The sample is not representative
Another difficulty is that mycotoxins are unevenly distributed in food. In so-called „mycotoxin pockets“, concentration can be very high, while the rest of the batch may be unaffected. Representative sampling is therefore essential, and a larger sample size is always more meaningful than a smaller sample size. In products with a large particle size, such as figs or nuts, molds are distributed particularly heterogeneously. Consequently, sample quantities must be larger than that of products with a smaller particle size, according to Regulation (EC) No. 401/2006.
Sample preparation is not performed correctly
Before each analysis, the sample must be prepared adequately. Depending on the particular test and matrix, a different procedure may be necessary; this should be looked up in the relevant test kit insert. For complex matrices, such as spices, a sample preparation comprising homogenization and extraction is not sufficient – such samples require a clean-up using immuno-affinity columns, for example.
Concentration is below the limit of detection
Mycotoxins can be highly toxic even at low concentrations. Consequently, the European Union has set limit values which are very strict in some cases – for example for Aflatoxin B1 in spices only 5 µg/kg. In order to detect such low concentrations, the analysis method must be very sensitive and precise. With their low detection limits, the ELISA tests as well as the quantitative lateral flow tests by R-Biopharm allow detection of very low contaminations – Aflatoxin M1 in milk can already detect a range starting at 5 ng/l (ppt).
Multiple mycotoxins might be present
An additional difficulty is the fact that there is a large number of different mycotoxins. More than 300 types of fungal toxins are currently known, of which, however, only some are regulated by law. Several types of mycotoxins can appear simultaneously; it is not unusual to find different trichothecenes in one product. This year, for example, significant levels of T-2/HT-2 toxin have been detected in addition to DON in some regions. Other commodities might contain Ochratoxin together with Aflatoxin. Testing food for a single mycotoxin is therefore sometimes not sufficient.

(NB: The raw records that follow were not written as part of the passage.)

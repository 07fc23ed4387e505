//! Particle data model
//!
//! This module provides the point-mass state evolved by the engine:
//! - Process-unique particle identity
//! - Staged (deferred) attribute writes with an explicit commit
//! - The identity-keyed particle collection owned by the engine

mod id;
mod set;
mod state;

pub use id::ParticleId;
pub use set::ParticleSet;
pub use state::{Attribute, Particle, Update};

#[cfg(test)]
mod tests {
    use super::*;

    #[test]
    fn test_particle_creation() {
        let particle = Particle::new(10.0, vec![0.0, 0.0], vec![0.0, 0.0]).unwrap();
        assert_eq!(particle.dimensions(), 2);
        assert!(!particle.has_pending());
    }

    #[test]
    fn test_set_insertion() {
        let mut set = ParticleSet::new();
        let particle = Particle::new(10.0, vec![0.0], vec![0.0]).unwrap();
        assert!(set.insert(particle));
        assert_eq!(set.len(), 1);
    }
}
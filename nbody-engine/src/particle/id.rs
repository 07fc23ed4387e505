// Copyright 2025 John Brosnihan
//
// Licensed under the Apache License, Version 2.0 (the "License");
// you may not use this file except in compliance with the License.
// You may obtain a copy of the License at
//
//     http://www.apache.org/licenses/LICENSE-2.0
//
// Unless required by applicable law or agreed to in writing, software
// distributed under the License is distributed on an "AS IS" BASIS,
// WITHOUT WARRANTIES OR CONDITIONS OF ANY KIND, either express or implied.
// See the License for the specific language governing permissions and
// limitations under the License.
//! Particle identity
//!
//! Particles are compared and hashed by identity, never by value. Identity is
//! a process-unique id drawn at construction, so clones shipped to worker
//! threads still refer to the same particle when they come back.

use std::fmt;
use std::sync::atomic::{AtomicU64, Ordering};

static NEXT_PARTICLE_ID: AtomicU64 = AtomicU64::new(0);

/// Unique identifier for a particle
#[derive(Debug, Clone, Copy, PartialEq, Eq, Hash, PartialOrd, Ord)]
pub struct ParticleId(u64);

impl ParticleId {
    /// Create a ParticleId from a raw u64 value
    pub fn new(id: u64) -> Self {
        ParticleId(id)
    }

    /// Draw the next unused id
    pub(crate) fn next() -> Self {
        ParticleId(NEXT_PARTICLE_ID.fetch_add(1, Ordering::Relaxed))
    }

    /// Get the raw u64 value
    pub fn raw(&self) -> u64 {
        self.0
    }
}

impl fmt::Display for ParticleId {
    fn fmt(&self, f: &mut fmt::Formatter<'_>) -> fmt::Result {
        write!(f, "Particle({})", self.0)
    }
}

#[cfg(test)]
mod tests {
    use super::*;

    #[test]
    fn test_ids_are_unique() {
        let a = ParticleId::next();
        let b = ParticleId::next();
        assert_ne!(a, b);
        assert!(b.raw() > a.raw());
    }

    #[test]
    fn test_id_display() {
        assert_eq!(ParticleId::new(42).to_string(), "Particle(42)");
    }
}
// Copyright 2025 John Brosnihan
//
// Licensed under the Apache License, Version 2.0 (the "License");
// you may not use this file except in compliance with the License.
// You may obtain a copy of the License at
//
//     http://www.apache.org/licenses/LICENSE-2.0
//
// Unless required by applicable law or agreed to in writing, software
// distributed under the License is distributed on an "AS IS" BASIS,
// WITHOUT WARRANTIES OR CONDITIONS OF ANY KIND, either express or implied.
// See the License for the specific language governing permissions and
// limitations under the License.
//! Pluggable pairwise interaction laws
//!
//! Two kinds of strategy drive a tick:
//!
//! - **Force generators** compute a force vector between two particles.
//!   Every generator's output for a pair is summed into one combined force,
//!   which is then applied with an equal and opposite reaction.
//! - **Arbitrary laws** produce non-force effects (merging, removal,
//!   spawning). They may stage writes on the two particles of the pair and
//!   report effects keyed by feature name.
//!
//! Both are stateless from tick to tick. Any cross-pair state, such as
//! "this particle was already absorbed this tick", lives in the engine's
//! features and is visible to laws through [`LawContext`].
//!
//! # Writing a force generator
//!
//! ```rust
//! use nbody_engine::laws::ForceGenerator;
//! use nbody_engine::particle::Particle;
//! use nbody_engine::Result;
//!
//! /// Constant push along the first axis, from `particle` toward `other`
//! struct Wind {
//!     strength: f64,
//! }
//!
//! impl ForceGenerator for Wind {
//!     fn name(&self) -> &str {
//!         "wind"
//!     }
//!
//!     fn compute_force(&self, particle: &Particle, _other: &Particle) -> Result<Vec<f64>> {
//!         let mut force = vec![0.0; particle.dimensions()];
//!         force[0] = self.strength;
//!         Ok(force)
//!     }
//! }
//! ```

mod gravity;
mod merge;

pub use gravity::{Gravity, SingularityPolicy, DEFAULT_GRAVITATIONAL_CONSTANT};
pub use merge::{Merge, MINIMUM_MERGE_DISTANCE};

use crate::error::{Error, Result};
use crate::features::{Effects, FeatureMap, RemoveFeature, REMOVE_FEATURE};
use crate::particle::{Particle, ParticleId};

/// Pairwise force strategy
pub trait ForceGenerator: Send + Sync {
    /// Descriptive name for logging
    fn name(&self) -> &str;

    /// Force exerted by `particle` on `other`
    ///
    /// Must be a pure function of the two particles' state and return a
    /// vector with the particles' dimensionality.
    fn compute_force(&self, particle: &Particle, other: &Particle) -> Result<Vec<f64>>;
}

/// Pairwise non-force strategy
pub trait ArbitraryLaw: Send + Sync {
    /// Descriptive name for logging
    fn name(&self) -> &str;

    /// Evaluate the law for one ordered pair
    ///
    /// Implementations may stage writes on either particle. Effects are
    /// returned keyed by feature name and routed by the engine.
    fn apply(
        &self,
        particle: &mut Particle,
        other: &mut Particle,
        context: &LawContext<'_>,
    ) -> Result<Effects>;
}

/// Read-only view of engine state handed to arbitrary laws
pub struct LawContext<'a> {
    features: &'a FeatureMap,
    tick: u64,
}

impl<'a> LawContext<'a> {
    /// Create a new law context
    ///
    /// This is only callable by the engine.
    pub(crate) fn new(features: &'a FeatureMap, tick: u64) -> Self {
        LawContext { features, tick }
    }

    /// Features accumulated so far this tick
    pub fn features(&self) -> &FeatureMap {
        self.features
    }

    /// Index of the tick being evaluated
    pub fn tick(&self) -> u64 {
        self.tick
    }

    /// Check if a particle is already scheduled for removal this tick
    pub fn is_scheduled_for_removal(&self, id: ParticleId) -> bool {
        self.features
            .get::<RemoveFeature>(REMOVE_FEATURE)
            .map(|feature| feature.is_scheduled(id))
            .unwrap_or(false)
    }
}

/// Sum the forces of every generator for one ordered pair
///
/// Returns `None` when no generator is registered.
pub fn combined_force(
    generators: &[Box<dyn ForceGenerator>],
    particle: &Particle,
    other: &Particle,
) -> Result<Option<Vec<f64>>> {
    let mut total: Option<Vec<f64>> = None;
    for generator in generators {
        let force = generator.compute_force(particle, other)?;
        total = Some(match total.take() {
            None => force,
            Some(mut sum) => {
                if force.len() != sum.len() {
                    return Err(Error::DimensionMismatch {
                        expected: sum.len(),
                        found: force.len(),
                    });
                }
                for (s, f) in sum.iter_mut().zip(&force) {
                    *s += f;
                }
                sum
            }
        });
    }
    Ok(total)
}

#[cfg(test)]
mod tests {
    use super::*;

    struct Constant(Vec<f64>);

    impl ForceGenerator for Constant {
        fn name(&self) -> &str {
            "constant"
        }

        fn compute_force(&self, _particle: &Particle, _other: &Particle) -> Result<Vec<f64>> {
            Ok(self.0.clone())
        }
    }

    fn pair() -> (Particle, Particle) {
        (
            Particle::new(1.0, vec![0.0, 0.0], vec![0.0, 0.0]).unwrap(),
            Particle::new(1.0, vec![1.0, 0.0], vec![0.0, 0.0]).unwrap(),
        )
    }

    #[test]
    fn test_combined_force_sums_each_generator_once() {
        let (a, b) = pair();
        let generators: Vec<Box<dyn ForceGenerator>> = vec![
            Box::new(Constant(vec![1.0, 2.0])),
            Box::new(Constant(vec![0.5, -1.0])),
        ];
        let total = combined_force(&generators, &a, &b).unwrap();
        assert_eq!(total, Some(vec![1.5, 1.0]));
    }

    #[test]
    fn test_combined_force_without_generators() {
        let (a, b) = pair();
        assert_eq!(combined_force(&[], &a, &b).unwrap(), None);
    }

    #[test]
    fn test_combined_force_dimension_mismatch() {
        let (a, b) = pair();
        let generators: Vec<Box<dyn ForceGenerator>> = vec![
            Box::new(Constant(vec![1.0, 2.0])),
            Box::new(Constant(vec![1.0])),
        ];
        assert!(combined_force(&generators, &a, &b).is_err());
    }

    #[test]
    fn test_context_reports_scheduled_removals() {
        use crate::features::Effect;

        let (a, b) = pair();
        let mut features = FeatureMap::with_builtins();
        let mut effects = Effects::new();
        effects.insert(
            REMOVE_FEATURE.to_string(),
            Effect::Remove([a.id()].into_iter().collect()),
        );
        features.route(effects).unwrap();

        let context = LawContext::new(&features, 7);
        assert_eq!(context.tick(), 7);
        assert!(context.is_scheduled_for_removal(a.id()));
        assert!(!context.is_scheduled_for_removal(b.id()));
    }

    #[test]
    fn test_context_without_remove_feature() {
        let (a, _) = pair();
        let features = FeatureMap::new();
        let context = LawContext::new(&features, 0);
        assert!(!context.is_scheduled_for_removal(a.id()));
    }
}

Masked mycotoxins are not detected
In recent years, there has been a lot of talk about so-called „masked mycotoxins“. This term, also referred to as matrix-associated or modified mycotoxins, describes metabolites of mycotoxins. These compounds are formed in the plant, for example by conjugation. They often occur in Fusarium toxins and are thought to be just as toxic as the original toxin. Since their chemical structure is altered, analysis is more complex. Analysis methods suitable for the detection of masked mycotoxins are, for example, the immuno-affinity columns by R-Biopharm.